Entries taken from a collection:

───

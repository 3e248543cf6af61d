use std::rc::Rc;

use battle_core::TargetingService;

use crate::error::Result;
use crate::input::{KeyEvent, MouseButton, MouseEvent};
use crate::message_board::BattleMessage;
use crate::orchestrator::{
    BattleOrchestratorMode, OrchestratorComponent, OrchestratorContext, RecommendedStateChanges,
    UiControlSettings,
};
use crate::player_action_target::{PlayerActionTargetState, PlayerActionTargetStateMachine, PlayerInput};
use crate::state::BattleState;

/// Picks the target of the chosen action.
///
/// [`PlayerActionTargetStateMachine`] runs first. When it hands over to the
/// legacy selector, the player clicks a tile to consider a target.
pub struct PlayerSquaddieTarget {
    machine: PlayerActionTargetStateMachine,
}

impl PlayerSquaddieTarget {
    pub fn new(targeting: Rc<dyn TargetingService>) -> Self {
        Self {
            machine: PlayerActionTargetStateMachine::new(targeting),
        }
    }

    pub fn machine(&self) -> &PlayerActionTargetStateMachine {
        &self.machine
    }

    fn uses_legacy_selector(&self) -> bool {
        self.machine.context().use_legacy_selector
    }
}

impl OrchestratorComponent for PlayerSquaddieTarget {
    fn name(&self) -> &'static str {
        "PlayerSquaddieTarget"
    }

    fn update(&mut self, state: &mut BattleState, context: &mut OrchestratorContext<'_>) -> Result<()> {
        if self.uses_legacy_selector() {
            return Ok(());
        }
        self.machine.drive(state, context.message_board)
    }

    fn ui_control_settings(&self, _state: &BattleState) -> UiControlSettings {
        UiControlSettings::new(true, true)
    }

    fn mouse_event_happened(
        &mut self,
        state: &mut BattleState,
        event: MouseEvent,
        context: &mut OrchestratorContext<'_>,
    ) -> Result<()> {
        if !self.uses_legacy_selector() {
            self.machine.queue_input(PlayerInput::Mouse(event));
            return Ok(());
        }
        if event.is_release_of(MouseButton::Cancel) {
            return context
                .message_board
                .send_message(state, BattleMessage::PlayerCancelsTargetSelection);
        }
        match event.coordinate {
            Some(coordinate) if event.is_release_of(MouseButton::Accept) => context
                .message_board
                .send_message(state, BattleMessage::PlayerSelectsTargetCoordinate { coordinate }),
            _ => Ok(()),
        }
    }

    fn key_event_happened(
        &mut self,
        state: &mut BattleState,
        event: KeyEvent,
        context: &mut OrchestratorContext<'_>,
    ) -> Result<()> {
        if !self.uses_legacy_selector() {
            self.machine.queue_input(PlayerInput::Key(event));
            return Ok(());
        }
        if event == KeyEvent::Cancel {
            context
                .message_board
                .send_message(state, BattleMessage::PlayerCancelsTargetSelection)?;
        }
        Ok(())
    }

    fn has_completed(&self, state: &BattleState) -> bool {
        if self.uses_legacy_selector() {
            state.decision_step.is_target_considered() || !state.decision_step.is_action_set()
        } else {
            self.machine.state() == PlayerActionTargetState::Finished
        }
    }

    fn recommend_state_changes(&self, state: &BattleState) -> RecommendedStateChanges {
        let step = &state.decision_step;
        let next_mode = if step.is_target_confirmed() {
            BattleOrchestratorMode::PlayerHudController
        } else if step.is_target_considered() {
            BattleOrchestratorMode::PlayerActionConfirm
        } else {
            BattleOrchestratorMode::PlayerSquaddieSelector
        };
        RecommendedStateChanges::next(next_mode).with_display_map(true)
    }

    fn reset(&mut self, _state: &mut BattleState) {
        self.machine.reset();
    }
}
//! Orchestrator timing and automation settings.

use std::env;

/// Frame budgets and automation switches for the orchestrator.
#[derive(Clone, Debug, PartialEq, Eq)]
pub struct OrchestratorConfig {
    /// Ticks spent animating one squaddie-targeting effect.
    pub action_animation_frames: u32,
    /// Ticks spent per tile of movement.
    pub move_frames_per_tile: u32,
    /// Ticks the phase banner stays up.
    pub phase_banner_frames: u32,
    /// Ticks spent on an end-turn action.
    pub end_turn_frames: u32,
    /// Let the computer play the player team (headless runs).
    pub autoplay_player: bool,
    /// Seed for the dice. `None` seeds from entropy.
    pub dice_seed: Option<u64>,
}

impl Default for OrchestratorConfig {
    fn default() -> Self {
        Self {
            action_animation_frames: 30,
            move_frames_per_tile: 8,
            phase_banner_frames: 60,
            end_turn_frames: 10,
            autoplay_player: false,
            dice_seed: None,
        }
    }
}

impl OrchestratorConfig {
    /// No animation delays. Every timed component finishes on its first tick.
    pub fn instant() -> Self {
        Self {
            action_animation_frames: 0,
            move_frames_per_tile: 0,
            phase_banner_frames: 0,
            end_turn_frames: 0,
            ..Self::default()
        }
    }

    /// Construct configuration from process environment variables.
    ///
    /// Environment variables:
    /// - `SQUADDIE_ACTION_ANIMATION_FRAMES` - Effect animation length (default: 30)
    /// - `SQUADDIE_MOVE_FRAMES_PER_TILE` - Movement speed (default: 8)
    /// - `SQUADDIE_PHASE_BANNER_FRAMES` - Phase banner length (default: 60)
    /// - `SQUADDIE_END_TURN_FRAMES` - End turn pause (default: 10)
    /// - `SQUADDIE_AUTOPLAY_PLAYER` - Computer controls the player team (default: false)
    /// - `SQUADDIE_DICE_SEED` - Fixed dice seed (default: random)
    pub fn from_env() -> Self {
        let mut config = Self::default();

        if let Some(frames) = read_env::<u32>("SQUADDIE_ACTION_ANIMATION_FRAMES") {
            config.action_animation_frames = frames;
        }
        if let Some(frames) = read_env::<u32>("SQUADDIE_MOVE_FRAMES_PER_TILE") {
            config.move_frames_per_tile = frames;
        }
        if let Some(frames) = read_env::<u32>("SQUADDIE_PHASE_BANNER_FRAMES") {
            config.phase_banner_frames = frames;
        }
        if let Some(frames) = read_env::<u32>("SQUADDIE_END_TURN_FRAMES") {
            config.end_turn_frames = frames;
        }
        if let Some(autoplay) = read_env_bool("SQUADDIE_AUTOPLAY_PLAYER") {
            config.autoplay_player = autoplay;
        }
        config.dice_seed = read_env::<u64>("SQUADDIE_DICE_SEED");

        config
    }
}

fn read_env<T>(key: &str) -> Option<T>
where
    T: std::str::FromStr,
{
    env::var(key).ok()?.parse().ok()
}

fn read_env_bool(key: &str) -> Option<bool> {
    match env::var(key).ok()?.to_lowercase().as_str() {
        "true" | "1" | "yes" | "on" => Some(true),
        "false" | "0" | "no" | "off" => Some(false),
        _ => None,
    }
}

#[cfg(test)]
mod tests {
    use super::*;

    #[test]
    fn instant_config_keeps_automation_defaults() {
        let config = OrchestratorConfig::instant();
        assert_eq!(config.action_animation_frames, 0);
        assert!(!config.autoplay_player);
        assert_eq!(config.dice_seed, None);
    }
}
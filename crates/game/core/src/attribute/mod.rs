//! Attribute modifiers: temporary or innate adjustments to a squaddie's stats.
//!
//! # Stacking
//!
//! ```text
//! same type, same source      → the largest bonus (or worst penalty) wins
//! same type, different source → amounts add up
//! opposite signs              → net out; a net of zero is not reported
//! ```

mod modifier;
mod stacking;
mod types;

pub use modifier::AttributeModifier;
pub use stacking::{
    AttributeTypeAndAmount, calculate_attribute_amount, calculate_current_attribute_modifiers,
};
pub use types::{AttributeSource, AttributeType};
//! Content factory for assembling a playable mission from data files.

use std::path::{Path, PathBuf};

use anyhow::Context;
use battle_core::{
    ActionTemplate, BattleConfig, BattleSquaddie, Cutscene, CutsceneTrigger, MissionMap,
    MissionObjective, ObjectRepository, SquaddieTemplate,
};

use crate::loaders::{
    ActionTemplateLoader, LoadResult, MissionDefinition, MissionLoader, RulesLoader,
    SquaddieLoader,
};

/// Everything needed to start a battle.
#[derive(Debug, Clone)]
pub struct LoadedMission {
    pub name: String,
    pub config: BattleConfig,
    pub repository: ObjectRepository,
    pub map: MissionMap,
    pub objectives: Vec<MissionObjective>,
    pub cutscenes: Vec<Cutscene>,
    pub cutscene_triggers: Vec<CutsceneTrigger>,
}

/// Content factory that loads all battle content from a data directory.
///
/// # Directory Structure
///
/// ```text
/// data_dir/
/// ├── rules.toml
/// ├── actions.ron
/// ├── squaddies.ron
/// └── missions/
///     └── bandit_ambush.ron
/// ```
pub struct ContentFactory {
    data_dir: PathBuf,
}

impl ContentFactory {
    /// Creates a new content factory pointing to a data directory.
    pub fn new(data_dir: impl Into<PathBuf>) -> Self {
        Self {
            data_dir: data_dir.into(),
        }
    }

    /// Factory over the data shipped with this crate.
    pub fn bundled() -> Self {
        Self::new(concat!(env!("CARGO_MANIFEST_DIR"), "/data"))
    }

    /// Load battle rules from `rules.toml`.
    pub fn load_rules(&self) -> LoadResult<BattleConfig> {
        RulesLoader::load(&self.data_dir.join("rules.toml"))
    }

    /// Load action templates from `actions.ron`.
    pub fn load_action_templates(&self) -> LoadResult<Vec<ActionTemplate>> {
        ActionTemplateLoader::load(&self.data_dir.join("actions.ron"))
    }

    /// Load squaddie templates from `squaddies.ron`.
    pub fn load_squaddie_templates(&self) -> LoadResult<Vec<SquaddieTemplate>> {
        SquaddieLoader::load(&self.data_dir.join("squaddies.ron"))
    }

    /// Load a mission definition from `missions/{mission_name}.ron`.
    pub fn load_mission_definition(&self, mission_name: &str) -> LoadResult<MissionDefinition> {
        let path = self
            .data_dir
            .join("missions")
            .join(format!("{}.ron", mission_name));
        MissionLoader::load(&path)
    }

    /// Load and assemble a mission: repository, map, objectives and cutscenes.
    ///
    /// Fails when a squaddie references an unknown action or template, or
    /// when two placements collide.
    pub fn load_mission(&self, mission_name: &str) -> LoadResult<LoadedMission> {
        let config = self.load_rules()?;
        let mission = self.load_mission_definition(mission_name)?;

        let mut repository = ObjectRepository::new();
        for template in self.load_action_templates()? {
            repository.add_action_template(template)?;
        }
        for template in self.load_squaddie_templates()? {
            for action_id in &template.action_template_ids {
                repository
                    .get_action_template_by_id(action_id)
                    .with_context(|| format!("squaddie template {}", template.id))?;
            }
            repository.add_squaddie_template(template)?;
        }

        let mut map = mission.map.build();
        for placement in &mission.squaddies {
            let template = repository
                .get_squaddie_template(&placement.squaddie_template_id)
                .with_context(|| format!("placing {}", placement.battle_squaddie_id))?;
            let mut squaddie = BattleSquaddie::new(placement.battle_squaddie_id.clone(), template);
            squaddie.turn.begin_new_turn(config.action_points_per_turn);
            repository.add_battle_squaddie(squaddie)?;
            map.add_squaddie(placement.battle_squaddie_id.clone(), placement.coordinate)
                .with_context(|| format!("placing {}", placement.battle_squaddie_id))?;
        }

        Ok(LoadedMission {
            name: mission.name,
            config,
            repository,
            map,
            objectives: mission.objectives,
            cutscenes: mission.cutscenes,
            cutscene_triggers: mission.cutscene_triggers,
        })
    }

    /// Returns the data directory path.
    pub fn data_dir(&self) -> &Path {
        &self.data_dir
    }
}

#[cfg(test)]
mod tests {
    use super::*;

    #[test]
    fn test_factory_paths() {
        let factory = ContentFactory::new("/tmp/data");
        assert_eq!(factory.data_dir(), Path::new("/tmp/data"));
    }

    #[test]
    fn missing_directory_reports_the_path() {
        let err = ContentFactory::new("/nonexistent/battle").load_rules().unwrap_err();
        assert!(err.to_string().contains("/nonexistent/battle/rules.toml"));
    }
}
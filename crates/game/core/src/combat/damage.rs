//! Damage and healing arithmetic.

use super::DegreeOfSuccess;

/// Breakdown of damage dealt to one squaddie.
#[derive(Clone, Copy, Debug, Default, PartialEq, Eq)]
#[cfg_attr(feature = "serde", derive(serde::Serialize, serde::Deserialize))]
pub struct DamageExplanation {
    /// Damage after the degree of success was applied.
    pub raw: u32,
    /// Portion soaked by `ABSORB` modifiers.
    pub absorbed: u32,
    /// Hit points actually lost.
    pub net: u32,
}

/// Damage an effect deals at a given degree of success.
pub fn damage_for_degree(base: u32, degree: DegreeOfSuccess) -> u32 {
    match degree {
        DegreeOfSuccess::CriticalSuccess => base.saturating_mul(2),
        DegreeOfSuccess::Success => base,
        DegreeOfSuccess::Failure | DegreeOfSuccess::CriticalFailure => 0,
    }
}

/// Splits raw damage into absorbed and net parts.
///
/// # Arguments
///
/// * `raw` - Damage after the degree of success
/// * `absorbable` - Points the target's `ABSORB` modifiers can soak
/// * `hit_points` - Target's current hit points
pub fn explain_damage(raw: u32, absorbable: u32, hit_points: u32) -> DamageExplanation {
    let absorbed = raw.min(absorbable);
    DamageExplanation {
        raw,
        absorbed,
        net: (raw - absorbed).min(hit_points),
    }
}

/// Healing a squaddie actually receives.
pub fn healing_received(amount: u32, degree: DegreeOfSuccess, damage_taken: u32) -> u32 {
    if degree.is_success() {
        amount.min(damage_taken)
    } else {
        0
    }
}
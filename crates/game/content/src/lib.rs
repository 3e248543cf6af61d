//! Data-driven battle content and its loaders.
//!
//! This crate reads RON/TOML data files into battle-core types:
//! - Action templates (RON)
//! - Squaddie templates (RON)
//! - Missions: map, placements, objectives, cutscenes (RON)
//! - Battle rules (TOML)
//!
//! Every loader returns plain battle-core values; assembling them into a
//! playable battle is [`loaders::ContentFactory::load_mission`].

#[cfg(feature = "loaders")]
pub mod loaders;

#[cfg(feature = "loaders")]
pub use loaders::{
    ActionTemplateLoader, ContentFactory, LoadedMission, MissionDefinition, MissionLoader,
    MissionMapSpec, RulesLoader, SquaddieLoader, SquaddiePlacement,
};
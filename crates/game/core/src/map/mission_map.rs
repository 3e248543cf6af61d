use std::collections::{BTreeMap, BTreeSet};

use crate::error::{ErrorSeverity, GameError};
use crate::ids::BattleSquaddieId;

use super::HexCoordinate;

/// Errors raised while placing squaddies on the map.
#[derive(Clone, Debug, PartialEq, Eq, thiserror::Error)]
pub enum MapError {
    #[error("coordinate {0} is outside the map")]
    OutOfBounds(HexCoordinate),

    #[error("coordinate {coordinate} is already occupied by {occupant}")]
    Occupied {
        coordinate: HexCoordinate,
        occupant: BattleSquaddieId,
    },

    #[error("coordinate {0} cannot be stood on")]
    Impassable(HexCoordinate),

    #[error("squaddie {0} is not on the map")]
    SquaddieNotOnMap(BattleSquaddieId),
}

impl GameError for MapError {
    fn severity(&self) -> ErrorSeverity {
        match self {
            Self::OutOfBounds(_) | Self::Occupied { .. } | Self::Impassable(_) => {
                ErrorSeverity::Recoverable
            }
            Self::SquaddieNotOnMap(_) => ErrorSeverity::Internal,
        }
    }

    fn error_code(&self) -> &'static str {
        match self {
            Self::OutOfBounds(_) => "MAP_OUT_OF_BOUNDS",
            Self::Occupied { .. } => "MAP_OCCUPIED",
            Self::Impassable(_) => "MAP_IMPASSABLE",
            Self::SquaddieNotOnMap(_) => "MAP_SQUADDIE_NOT_ON_MAP",
        }
    }
}

/// Mission map: tile bounds plus a two-way squaddie location index.
///
/// Tiles form a parallelogram with `0 <= q < width` and `0 <= r < height`.
#[derive(Clone, Debug, Default, PartialEq, Eq)]
#[cfg_attr(feature = "serde", derive(serde::Serialize, serde::Deserialize))]
pub struct MissionMap {
    width: u32,
    height: u32,
    #[cfg_attr(feature = "serde", serde(default))]
    impassable: BTreeSet<HexCoordinate>,
    #[cfg_attr(feature = "serde", serde(default))]
    locations: BTreeMap<BattleSquaddieId, HexCoordinate>,
}

impl MissionMap {
    pub fn new(width: u32, height: u32) -> Self {
        Self {
            width,
            height,
            impassable: BTreeSet::new(),
            locations: BTreeMap::new(),
        }
    }

    /// Builder: mark tiles nobody can stand on (walls, pits).
    pub fn with_impassable(mut self, tiles: impl IntoIterator<Item = HexCoordinate>) -> Self {
        self.impassable.extend(tiles);
        self
    }

    pub fn width(&self) -> u32 {
        self.width
    }

    pub fn height(&self) -> u32 {
        self.height
    }

    pub fn is_on_map(&self, coordinate: &HexCoordinate) -> bool {
        coordinate.q >= 0
            && coordinate.r >= 0
            && (coordinate.q as u32) < self.width
            && (coordinate.r as u32) < self.height
    }

    pub fn is_passable(&self, coordinate: &HexCoordinate) -> bool {
        self.is_on_map(coordinate) && !self.impassable.contains(coordinate)
    }

    /// Iterates every tile on the map in row-major order.
    pub fn coordinates(&self) -> impl Iterator<Item = HexCoordinate> + '_ {
        (0..self.height as i32)
            .flat_map(move |r| (0..self.width as i32).map(move |q| HexCoordinate::new(q, r)))
    }

    pub fn location_of(&self, battle_squaddie_id: &BattleSquaddieId) -> Option<HexCoordinate> {
        self.locations.get(battle_squaddie_id).copied()
    }

    pub fn squaddie_at(&self, coordinate: &HexCoordinate) -> Option<&BattleSquaddieId> {
        self.locations
            .iter()
            .find(|(_, location)| *location == coordinate)
            .map(|(id, _)| id)
    }

    pub fn squaddies(&self) -> impl Iterator<Item = (&BattleSquaddieId, &HexCoordinate)> {
        self.locations.iter()
    }

    pub fn add_squaddie(
        &mut self,
        battle_squaddie_id: BattleSquaddieId,
        coordinate: HexCoordinate,
    ) -> Result<(), MapError> {
        self.ensure_can_stand(&battle_squaddie_id, coordinate)?;
        self.locations.insert(battle_squaddie_id, coordinate);
        Ok(())
    }

    pub fn move_squaddie(
        &mut self,
        battle_squaddie_id: &BattleSquaddieId,
        destination: HexCoordinate,
    ) -> Result<(), MapError> {
        if !self.locations.contains_key(battle_squaddie_id) {
            return Err(MapError::SquaddieNotOnMap(battle_squaddie_id.clone()));
        }
        self.ensure_can_stand(battle_squaddie_id, destination)?;
        self.locations.insert(battle_squaddie_id.clone(), destination);
        Ok(())
    }

    /// Removes the squaddie from the map, returning where it stood.
    pub fn remove_squaddie(&mut self, battle_squaddie_id: &BattleSquaddieId) -> Option<HexCoordinate> {
        self.locations.remove(battle_squaddie_id)
    }

    fn ensure_can_stand(
        &self,
        battle_squaddie_id: &BattleSquaddieId,
        coordinate: HexCoordinate,
    ) -> Result<(), MapError> {
        if !self.is_on_map(&coordinate) {
            return Err(MapError::OutOfBounds(coordinate));
        }
        if self.impassable.contains(&coordinate) {
            return Err(MapError::Impassable(coordinate));
        }
        match self.squaddie_at(&coordinate) {
            Some(occupant) if occupant != battle_squaddie_id => Err(MapError::Occupied {
                coordinate,
                occupant: occupant.clone(),
            }),
            _ => Ok(()),
        }
    }
}

#[cfg(test)]
mod tests {
    use super::*;

    #[test]
    fn tracks_squaddie_locations_both_ways() {
        let mut map = MissionMap::new(4, 4);
        let knight = BattleSquaddieId::from("knight");
        map.add_squaddie(knight.clone(), HexCoordinate::new(1, 2)).unwrap();

        assert_eq!(map.location_of(&knight), Some(HexCoordinate::new(1, 2)));
        assert_eq!(map.squaddie_at(&HexCoordinate::new(1, 2)), Some(&knight));
        assert_eq!(map.squaddie_at(&HexCoordinate::new(2, 2)), None);
    }

    #[test]
    fn rejects_occupied_and_out_of_bounds_tiles() {
        let mut map = MissionMap::new(3, 3).with_impassable([HexCoordinate::new(2, 2)]);
        map.add_squaddie("a".into(), HexCoordinate::new(0, 0)).unwrap();

        assert!(matches!(
            map.add_squaddie("b".into(), HexCoordinate::new(0, 0)),
            Err(MapError::Occupied { .. })
        ));
        assert_eq!(
            map.add_squaddie("b".into(), HexCoordinate::new(3, 0)),
            Err(MapError::OutOfBounds(HexCoordinate::new(3, 0)))
        );
        assert_eq!(
            map.add_squaddie("b".into(), HexCoordinate::new(2, 2)),
            Err(MapError::Impassable(HexCoordinate::new(2, 2)))
        );
    }

    #[test]
    fn moving_frees_the_previous_tile() {
        let mut map = MissionMap::new(3, 3);
        let scout = BattleSquaddieId::from("scout");
        map.add_squaddie(scout.clone(), HexCoordinate::new(0, 0)).unwrap();
        map.move_squaddie(&scout, HexCoordinate::new(1, 1)).unwrap();

        assert_eq!(map.squaddie_at(&HexCoordinate::new(0, 0)), None);
        assert_eq!(map.location_of(&scout), Some(HexCoordinate::new(1, 1)));
        assert_eq!(map.coordinates().count(), 9);
    }
}
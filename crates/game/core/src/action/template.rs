use crate::ids::ActionTemplateId;

use super::{
    ActionEffectTemplate, ActionRange, ActionTemplateError, TargetAffiliations, TargetingShape,
};

/// What using an action costs the actor.
#[derive(Clone, Copy, Debug, PartialEq, Eq)]
#[cfg_attr(feature = "serde", derive(serde::Serialize, serde::Deserialize))]
#[cfg_attr(feature = "serde", serde(default))]
pub struct ActionResourceCost {
    pub action_points: u32,
}

impl Default for ActionResourceCost {
    fn default() -> Self {
        Self { action_points: 1 }
    }
}

/// A named action made of one or more effects.
///
/// Templates are shared by id through [`crate::ObjectRepository`] and never
/// mutated after construction.
#[derive(Clone, Debug, PartialEq, Eq)]
#[cfg_attr(feature = "serde", derive(serde::Serialize, serde::Deserialize))]
pub struct ActionTemplate {
    id: ActionTemplateId,
    name: String,
    effects: Vec<ActionEffectTemplate>,
    #[cfg_attr(feature = "serde", serde(default))]
    range: ActionRange,
    #[cfg_attr(feature = "serde", serde(default))]
    shape: TargetingShape,
    #[cfg_attr(feature = "serde", serde(default))]
    resource_cost: ActionResourceCost,
}

impl ActionTemplate {
    /// Creates a template, sanitizing every effect.
    pub fn new(
        id: impl Into<ActionTemplateId>,
        name: impl Into<String>,
        effects: Vec<ActionEffectTemplate>,
    ) -> Result<Self, ActionTemplateError> {
        let id = id.into();
        if effects.is_empty() {
            return Err(ActionTemplateError::NoEffects(id));
        }
        Ok(Self {
            id,
            name: name.into(),
            effects: effects.into_iter().map(ActionEffectTemplate::sanitize).collect(),
            range: ActionRange::default(),
            shape: TargetingShape::default(),
            resource_cost: ActionResourceCost::default(),
        })
    }

    pub fn with_range(mut self, range: ActionRange) -> Result<Self, ActionTemplateError> {
        if range.min > range.max {
            return Err(ActionTemplateError::InvalidRange {
                id: self.id,
                min: range.min,
                max: range.max,
            });
        }
        self.range = range;
        Ok(self)
    }

    pub fn with_shape(mut self, shape: TargetingShape) -> Self {
        self.shape = shape;
        self
    }

    pub fn with_action_points(mut self, action_points: u32) -> Self {
        self.resource_cost.action_points = action_points;
        self
    }

    /// Re-applies construction rules to a deserialized template.
    pub fn sanitize(self) -> Result<Self, ActionTemplateError> {
        let Self {
            id,
            name,
            effects,
            range,
            shape,
            resource_cost,
        } = self;
        Ok(Self::new(id, name, effects)?
            .with_range(range)?
            .with_shape(shape)
            .with_action_points(resource_cost.action_points))
    }

    pub fn id(&self) -> &ActionTemplateId {
        &self.id
    }

    pub fn name(&self) -> &str {
        &self.name
    }

    pub fn effects(&self) -> &[ActionEffectTemplate] {
        &self.effects
    }

    pub fn effect(&self, index: usize) -> Option<&ActionEffectTemplate> {
        self.effects.get(index)
    }

    pub fn range(&self) -> ActionRange {
        self.range
    }

    pub fn shape(&self) -> TargetingShape {
        self.shape
    }

    pub fn action_points(&self) -> u32 {
        self.resource_cost.action_points
    }

    /// Union of every effect's target affiliations.
    pub fn target_affiliations(&self) -> TargetAffiliations {
        self.effects
            .iter()
            .fold(TargetAffiliations::default(), |acc, effect| acc.union(effect.targets))
    }

    pub fn targets_only_self(&self) -> bool {
        self.target_affiliations().is_self_only()
    }

    pub fn is_attack(&self) -> bool {
        self.effects.iter().any(ActionEffectTemplate::is_attack)
    }

    pub fn is_healing(&self) -> bool {
        self.effects.iter().any(ActionEffectTemplate::is_healing)
    }

    /// Penalty this template adds to later attacks in the same turn.
    ///
    /// A template contributes at most one step no matter how many effects it has.
    pub fn multiple_attack_penalty(&self) -> i32 {
        self.effects
            .iter()
            .map(ActionEffectTemplate::multiple_attack_penalty)
            .min()
            .unwrap_or(0)
    }
}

───

__YOUR TASK__.
Please transcribe the data exactly from its first line. End with the line that contains "consider a target.".

__WRITTEN REPLY__.
repository 3e248543cf6af61d
use std::rc::Rc;

use battle_core::TargetingService;

use crate::error::Result;
use crate::input::{KeyEvent, MouseButton, MouseEvent};
use crate::message_board::BattleMessage;
use crate::orchestrator::{
    BattleOrchestratorMode, OrchestratorComponent, OrchestratorContext, RecommendedStateChanges,
    UiControlSettings,
};
use crate::player_action_target::{PlayerActionTargetState, PlayerActionTargetStateMachine, PlayerInput};
use crate::state::BattleState;

/// Picks the target of the chosen action.
///
/// [`PlayerActionTargetStateMachine`] runs first. When it hands over to the
/// legacy selector, the player clicks a tile to consider a target.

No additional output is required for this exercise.